▸ **WHAT TO PRODUCE**: From the records below, copy out exactly the lines from the one containing "user for confirmation" to the one containing "use tokio::sync::oneshot;", both included. Add nothing else.

╔══

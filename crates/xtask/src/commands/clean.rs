//! Clean save data command
//!
//! Deletes either one game's directory or the whole data directory.
//!
//! Safety: Always prompts for confirmation before deletion.

use anyhow::{Context, Result};
use clap::Parser;
use console::style;
use std::io::{self, Write};
use std::path::PathBuf;

use runtime::GameId;

use crate::dirs;

/// Clean save data
#[derive(Parser, Debug)]
pub struct Clean {
    /// Delete only this game
    #[arg(short, long, value_name = "GAME")]
    pub game: Option<String>,

    /// Custom data directory (defaults to SAVE_DATA_DIR or the platform location)
    #[arg(short, long, value_name = "DIR")]
    pub data_dir: Option<PathBuf>,

    /// Skip confirmation prompt (dangerous!)
    #[arg(short = 'y', long)]
    pub yes: bool,
}

impl Clean {
    pub fn execute(self) -> Result<()> {
        let data_dir = self.data_dir.clone().unwrap_or_else(dirs::data_dir);

        let (label, target) = match &self.game {
            Some(game) => {
                let game: GameId = game
                    .parse()
                    .with_context(|| format!("Invalid game id: {game}"))?;
                (format!("Game {game}"), data_dir.join(game.as_str()))
            }
            None => ("All save data".to_string(), data_dir),
        };

        if !target.exists() {
            println!(
                "{}",
                style("Nothing to clean - directory doesn't exist yet").dim()
            );
            return Ok(());
        }

        println!("{}", style("Clean save data").yellow().bold());
        println!();
        println!("The following will be deleted:");
        println!("  {} {}", style("→").cyan(), style(&label).bold());
        println!("    {}", style(target.display()).dim());
        println!();

        if !self.yes && !confirm()? {
            println!("{}", style("Cancelled").dim());
            return Ok(());
        }

        print!("Deleting {}... ", label);
        io::stdout().flush()?;
        std::fs::remove_dir_all(&target)
            .with_context(|| format!("Failed to delete: {}", target.display()))?;
        println!("{}", style("✓").green());

        Ok(())
    }
}

/// Prompt user for confirmation
fn confirm() -> Result<bool> {
    print!("{} ", style("Proceed? [y/N]").yellow().bold());
    io::stdout().flush()?;

    let mut input = String::new();
    io::stdin().read_line(&mut input)?;

    let input = input.trim().to_lowercase();
    Ok(input == "y" || input == "yes")
}
//! Unified error types surfaced by sessions and the runtime API.
//!
//! Session errors fall into two families with different consequences:
//! - [`ValidationError`]: a new action was rejected. Log and state are
//!   untouched and the caller may submit something else.
//! - [`DataIntegrityError`]: an already accepted log no longer replays. The
//!   session halts and rejects every further mutation.
use thiserror::Error;
use tokio::sync::oneshot;

use game_core::{
    ErrorSeverity, ExecuteError, GameError, InitializationError, LogError, RehydrateError,
    ReplayError,
};

pub use crate::repository::RepositoryError;
use crate::repository::GameId;

pub type Result<T> = std::result::Result<T, RuntimeError>;

/// A submitted action was rejected before touching the log.
#[derive(Clone, Debug, PartialEq, Eq, Error)]
pub enum ValidationError {
    #[error("action cannot be bound to this game: {0}")]
    Rehydrate(#[source] RehydrateError),

    #[error("action rejected: {0}")]
    Rejected(#[source] ExecuteError),
}

impl ValidationError {
    pub fn error_code(&self) -> &'static str {
        match self {
            Self::Rehydrate(error) => error.error_code(),
            Self::Rejected(error) => error.error_code(),
        }
    }
}

/// The log, a snapshot or the derived state is inconsistent.
#[derive(Clone, Debug, PartialEq, Eq, Error)]
pub enum DataIntegrityError {
    #[error(transparent)]
    Replay(#[from] ReplayError),

    #[error(transparent)]
    Log(#[from] LogError),

    #[error("snapshot at sequence {sequence} is past the end of the log ({len} entries)")]
    SnapshotBeyondLog { sequence: u64, len: u64 },

    #[error("replayed state {expected} differs from live state {actual}")]
    Diverged { expected: String, actual: String },

    #[error("initial state is missing")]
    MissingInitialState,

    #[error("initial state has {applied} actions applied; it must be the state at position 0")]
    InitialStateNotAtZero { applied: u64 },

    #[error("persisted log no longer matches the session ({live} entries): {reason}")]
    PersistedLogDiverged { live: u64, reason: String },
}

#[derive(Clone, Debug, PartialEq, Eq, Error)]
pub enum SessionError {
    #[error(transparent)]
    Validation(#[from] ValidationError),

    #[error("data integrity failure: {0}")]
    DataIntegrity(#[from] DataIntegrityError),

    #[error("cannot undo to {requested}: log has {len} entries")]
    InvalidUndoTarget { requested: i64, len: u64 },

    #[error("cannot fork at {at}: log has {len} entries")]
    InvalidForkPoint { at: u64, len: u64 },

    #[error("game is finished")]
    Finished,

    #[error("session halted: {reason}")]
    Halted { reason: String },

    #[error("prepared action for sequence {found} is stale (next sequence is {expected})")]
    StalePreparation { expected: u64, found: u64 },
}

impl SessionError {
    pub fn severity(&self) -> ErrorSeverity {
        match self {
            Self::Validation(ValidationError::Rejected(error)) => error.severity(),
            Self::Validation(ValidationError::Rehydrate(_)) => ErrorSeverity::Validation,
            Self::InvalidUndoTarget { .. } | Self::InvalidForkPoint { .. } | Self::Finished => {
                ErrorSeverity::Validation
            }
            Self::StalePreparation { .. } => ErrorSeverity::Internal,
            Self::DataIntegrity(_) | Self::Halted { .. } => ErrorSeverity::Fatal,
        }
    }

    /// Returns true if the game can keep accepting actions after this error.
    pub fn is_recoverable(&self) -> bool {
        self.severity().is_recoverable()
    }
}

impl From<ReplayError> for SessionError {
    fn from(error: ReplayError) -> Self {
        Self::DataIntegrity(DataIntegrityError::Replay(error))
    }
}

#[derive(Debug, Error)]
pub enum RuntimeError {
    #[error("session worker command channel closed")]
    CommandChannelClosed,

    #[error("session worker reply channel closed")]
    ReplyChannelClosed(#[source] oneshot::error::RecvError),

    #[error("session worker join failed")]
    WorkerJoin(#[source] tokio::task::JoinError),

    #[error(transparent)]
    Session(#[from] SessionError),

    #[error(transparent)]
    Repository(#[from] RepositoryError),

    #[error("game {0} not found")]
    GameNotFound(GameId),

    #[error("game {0} already exists")]
    GameAlreadyExists(GameId),

    #[error("failed to initialize game state")]
    InitialState(#[source] InitializationError),
}

impl RuntimeError {
    /// The session error behind this failure, if any.
    pub fn as_session(&self) -> Option<&SessionError> {
        match self {
            Self::Session(error) => Some(error),
            _ => None,
        }
    }
}

#[cfg(test)]
mod tests {
    use super::*;

    #[test]
    fn severity_separates_rejections_from_corruption() {
        let not_your_turn = SessionError::Validation(ValidationError::Rejected(
            ExecuteError::ActorNotActing {
                actor: "NYC".into(),
                acting: "PRR".into(),
            },
        ));
        assert!(not_your_turn.is_recoverable());
        assert!(
            SessionError::InvalidUndoTarget {
                requested: -1,
                len: 0
            }
            .is_recoverable()
        );

        let corrupt = SessionError::DataIntegrity(DataIntegrityError::MissingInitialState);
        assert!(!corrupt.is_recoverable());
        assert!(corrupt.severity().is_data_integrity());
    }
}
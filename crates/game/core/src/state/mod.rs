//! Authoritative game state representation.
//!
//! This module owns the data structures that describe entities, board
//! occupancy, turn bookkeeping and the terminal result. Runtime layers clone
//! or query this state but mutate it exclusively through the engine.
pub mod types;

use std::collections::BTreeMap;

pub use types::{
    BoardState, EntitiesState, EntityId, EntityName, EntityState, LocationId, LocationState,
    TurnState,
};

/// Lifecycle of a game as seen from its derived state.
#[derive(Clone, Copy, Debug, PartialEq, Eq, Hash, strum::Display, strum::IntoStaticStr)]
#[strum(serialize_all = "snake_case")]
#[cfg_attr(feature = "serde", derive(serde::Serialize, serde::Deserialize))]
#[cfg_attr(feature = "serde", serde(rename_all = "snake_case"))]
pub enum GameStatus {
    /// No action has been applied yet.
    New,
    /// At least one action applied and no final result.
    Active,
    /// Terminal; no further action is accepted.
    Finished,
}

/// Final standings, keyed by stable entity name.
#[derive(Clone, Debug, Default, PartialEq, Eq)]
#[cfg_attr(feature = "serde", derive(serde::Serialize, serde::Deserialize))]
pub struct GameResult {
    pub scores: BTreeMap<EntityName, u32>,
}

impl GameResult {
    /// Entities sharing the highest score, in name order.
    pub fn winners(&self) -> Vec<&EntityName> {
        let Some(best) = self.scores.values().copied().max() else {
            return Vec::new();
        };
        self.scores
            .iter()
            .filter(|(_, score)| **score == best)
            .map(|(name, _)| name)
            .collect()
    }
}

/// Canonical snapshot of the deterministic game state.
#[derive(Clone, Debug, PartialEq, Eq)]
#[cfg_attr(feature = "serde", derive(serde::Serialize, serde::Deserialize))]
pub struct GameState {
    /// Number of log entries folded into this state.
    ///
    /// Equals the length of the action log this state was derived from.
    pub applied: u64,

    pub entities: EntitiesState,
    pub board: BoardState,
    pub turn: TurnState,

    /// Set exactly once, by the action that ends the game.
    pub result: Option<GameResult>,
}

impl GameState {
    /// Creates a fresh state from the provided sub-components.
    pub fn new(entities: EntitiesState, board: BoardState, turn: TurnState) -> Self {
        Self {
            applied: 0,
            entities,
            board,
            turn,
            result: None,
        }
    }

    pub fn status(&self) -> GameStatus {
        if self.result.is_some() {
            GameStatus::Finished
        } else if self.applied == 0 {
            GameStatus::New
        } else {
            GameStatus::Active
        }
    }

    pub fn is_finished(&self) -> bool {
        self.result.is_some()
    }

    /// Entity whose turn it is, or `None` once the game is finished.
    pub fn current_actor(&self) -> Option<EntityId> {
        if self.is_finished() {
            return None;
        }
        self.turn.current()
    }

    /// Entities expected to act next. Empty once the game is finished.
    pub fn acting(&self) -> Vec<EntityId> {
        self.current_actor().into_iter().collect()
    }

    /// Stable names of the acting entities.
    pub fn acting_names(&self) -> Vec<&EntityName> {
        self.acting()
            .into_iter()
            .filter_map(|id| self.entities.get(id).map(|entity| &entity.name))
            .collect()
    }
}
//! Runtime orchestration for action-replay games.
//!
//! This crate wraps the deterministic `game-core` rules in game sessions,
//! serializes every mutation of a game through a dedicated worker task,
//! persists action logs and snapshots, and exposes the result through a
//! cloneable [`GameHandle`].
//!
//! Modules are organized by responsibility:
//! - [`session`] is the synchronous single-game core
//! - [`runtime`] hosts the multi-game orchestrator and builder
//! - [`api`] exposes the types downstream clients interact with
//! - [`repository`] provides in-memory and file-backed persistence
//! - [`events`], [`metadata`] and [`utils`] are supporting adapters
//! - `workers` keeps background tasks internal to the crate
pub mod api;
pub mod config;
pub mod events;
pub mod metadata;
pub mod repository;
pub mod runtime;
pub mod session;
pub mod snapshot;
pub mod utils;

mod workers;

pub use api::{
    DataIntegrityError, GameHandle, Result, RuntimeError, SessionError, ValidationError,
};
pub use config::RuntimeConfig;
pub use events::GameEvent;
pub use metadata::{GameMetadata, GameSettings, GameSummary, PlayerInfo};
pub use repository::{
    ActionRepository, FileActionRepository, FileSnapshotRepository, GameId,
    InMemoryActionRepository, InMemorySnapshotRepository, RepositoryError, SnapshotRepository,
};
pub use runtime::{Runtime, RuntimeBuilder};
pub use session::{GameSession, PreparedAction, SessionConfig};
pub use snapshot::SnapshotCache;
pub use utils::hash_game_state;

╚══

▸ **REPLY**:
/// Prompt user for confirmation
fn confirm() -> Result<bool> {
    print!("{} ", style("Proceed? [y/N]").yellow().bold());
    io::stdout().flush()?;

    let mut input = String::new();
    io::stdin().read_line(&mut input)?;

    let input = input.trim().to_lowercase();
    Ok(input == "y" || input == "yes")
}
//! Unified error types surfaced by sessions and the runtime API.
//!
//! Session errors fall into two families with different consequences:
//! - [`ValidationError`]: a new action was rejected. Log and state are
//!   untouched and the caller may submit something else.
//! - [`DataIntegrityError`]: an already accepted log no longer replays. The
//!   session halts and rejects every further mutation.
use thiserror::Error;
use tokio::sync::oneshot;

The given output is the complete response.